Tuesday, September 8, 2015

Farwest 2015

August 27-29 brought the Farwest Nursery Industry Trade Show to the Oregon Convention Center, this is my 7th year attending. Walking up to the building (those are its "famous" twin spire towers - which flood the lobby areas with natural light) I again was reflecting on how this building book-ends my gardening year. February brings the Yard Garden and Patio show...attendees all heavily anticipating a new year of gardening ahead. August and the Farwest Show is another sort of beginning, when we look ahead to the next gardening year while realizing this year is winding down.

The chalk-art by the main entrance set a fun tone...

Far From Ordinary was their tagline this year.

The show floor features a mix of equipment vendors, service companies, growers, distributors, etc. Rather than walking you through and sharing things in the same order in which I discovered them I thought I would try and group the photos in someway that made sense. It's the least I can do when I post over 50 photos and hope that you make it through to the end!

This is the Oregon Association of Nurseries booth, the OAN produces the Farwest Show. Up until last February they were also behind the Yard Garden & Patio Show, now that's produced by Metropolitan Productions, Inc. See that little rounder of magazines on the table?

How proud am I that two of them feature articles I wrote? (very proud actually).

This one even includes my photo on the cover, that's the garden of Sean Hogan don't ya know.

Okay enough of that, let's go check out the New Varieties Showcase.

Looking good! Most of the fixtures were the work of Garden Gallery Iron Works. You're going to see a lot more of them in this post, they really rocked the 2015 Farwest Show! (they were also swag sponsors of the 2014 Portland Garden Bloggers Fling)

I'm only going to highlight 3 of the 49 plants entered into the showcase. If you're curious about the others then go here (where you'll also see the winners - none of them the ones I would have chosen).

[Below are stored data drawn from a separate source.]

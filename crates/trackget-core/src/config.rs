use serde::{Deserialize, Serialize};
use std::path::PathBuf;

use crate::platform;

#[derive(Debug, Clone, Serialize, Deserialize)]
pub struct Config {
    #[serde(default)]
    pub api: ApiConfig,
    #[serde(default)]
    pub paths: PathsConfig,
}

#[derive(Debug, Clone, Serialize, Deserialize)]
pub struct ApiConfig {
    /// Lookup endpoint accepting `{"url": ...}` POST bodies.
    #[serde(default = "default_endpoint")]
    pub endpoint: String,
    /// Per-attempt timeout in seconds.
    #[serde(default = "default_timeout_secs")]
    pub timeout_secs: u64,
    /// Retries after the initial attempt.
    #[serde(default = "default_retries")]
    pub retries: u32,
    /// Fixed delay between attempts, in milliseconds.
    #[serde(default = "default_retry_delay_ms")]
    pub retry_delay_ms: u64,
}

/// User-configurable paths for saved tracks.
#[derive(Debug, Clone, Serialize, Deserialize)]
pub struct PathsConfig {
    /// Directory for saved audio files.
    /// Defaults to `~/trackget-downloads`.
    #[serde(default = "default_downloads_dir")]
    pub downloads_dir: PathBuf,
}

fn default_endpoint() -> String {
    "http://127.0.0.1:8787/api".to_string()
}

fn default_timeout_secs() -> u64 {
    30
}

fn default_retries() -> u32 {
    3
}

fn default_retry_delay_ms() -> u64 {
    1000
}

fn default_downloads_dir() -> PathBuf {
    dirs::home_dir()
        .unwrap_or_else(|| PathBuf::from("."))
        .join("trackget-downloads")
}

impl Default for ApiConfig {
    fn default() -> Self {
        Self {
            endpoint: default_endpoint(),
            timeout_secs: default_timeout_secs(),
            retries: default_retries(),
            retry_delay_ms: default_retry_delay_ms(),
        }
    }
}

impl Default for PathsConfig {
    fn default() -> Self {
        Self {
            downloads_dir: default_downloads_dir(),
        }
    }
}

impl Config {
    pub fn load() -> anyhow::Result<Self> {
        let config_path = Self::config_path();

        if !config_path.exists() {
            let config = Self::default();
            config.save()?;
            return Ok(config);
        }

        let content = std::fs::read_to_string(&config_path)?;
        let config: Self = toml::from_str(&content)?;
        Ok(config)
    }

    pub fn save(&self) -> anyhow::Result<()> {
        let config_path = Self::config_path();
        if let Some(parent) = config_path.parent() {
            std::fs::create_dir_all(parent)?;
        }
        let content = toml::to_string_pretty(self)?;
        std::fs::write(&config_path, content)?;
        Ok(())
    }

    pub fn config_path() -> PathBuf {
        platform::config_dir().join("config.toml")
    }
}

impl Default for Config {
    fn default() -> Self {
        Self {
            api: ApiConfig::default(),
            paths: PathsConfig::default(),
        }
    }
}

#[cfg(test)]
mod tests {
    use super::*;

    #[test]
    fn test_default_config() {
        let config = Config::default();
        assert_eq!(config.api.timeout_secs, 30);
        assert_eq!(config.api.retries, 3);
        assert_eq!(config.api.retry_delay_ms, 1000);
        assert!(config.api.endpoint.starts_with("http"));
        assert!(config.paths.downloads_dir.ends_with("trackget-downloads"));
    }

    #[test]
    fn test_partial_toml_fills_defaults() {
        let config: Config = toml::from_str("[api]\nendpoint = \"https://example.com/api\"\n").unwrap();
        assert_eq!(config.api.endpoint, "https://example.com/api");
        assert_eq!(config.api.retries, 3);
        assert_eq!(config.api.timeout_secs, 30);
    }
}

We start with Disporum cantoniense 'Moonlight', a plant I really want to like. I adore my other two Disporum cantoniense (‘Night Heron’ and 'Green Giant') but this one, it's weak. Small, 4" plants were swag at the 2014 Fling. And since we had extras I planted 4, maybe 5 in my garden. A year later they are still struggling. I want this plant to thrive, just look at those fabulous variegated leaves!

The details.

This one is terribly interesting to me. A weeping Chocolate Mimosa, aka Albizia julibrissin 'Chocolate Fountain'. Sadly the sample plants looked pretty pathetic but in the landscape I bet this will be gorgeous.

And finally, you know I love this plant (since I recently bought one) Camouflage Variegated Japanese Aralia / Fatsia japonica 'Variegata'. Again the plants on display looked pretty lame. Too bad.

Just adjacent was the actual Garden Gallery Iron Works booth (well, one of two). They were also the official source for the Farwest Growler. Can you say "branding?" The pub crawl, which happened later that night, seems to have become a hot ticket during the show.

Yes, I did love the tall plant-able columns they were featuring.

Next up, the Growers Showcase!

Where yes, there is more from Garden Gallery Iron Works...

Ya gotta love the double decker planters, right?

Onward! This was part of the Ball Horticultural booth. They seem to be embracing color.

Wait, did someone say color? Dummen Orange also does color.

Any guesses what company this selection represents? Yes - Terra Nova Nurseries. If they can do pink and orange together than dammit so can I!

Skagit Gardens was doing a little color as well...

And sharing their take on the planted table with rill. The reactions of the folks gathered around it said it was a new concept for them.

Papyrus "under-planted" with mums, that's a combination I never thought I would see (also at Skagit Gardens).

Now that's a great plant hauling rig at the Verna Jean Nursery booth! (you've got to get them started young)

The Little Prince of Oregon guys (Ryan Seely left, Mark Leichty right) were looking happy in their succulent beards (I guess Ketch de Kanter was off the hook since he already has a real beard? Or maybe it's because he's the owner).

So many Tillandsia here!

T. tectorum is one I don't have, it's supper fuzzy leaves are fab.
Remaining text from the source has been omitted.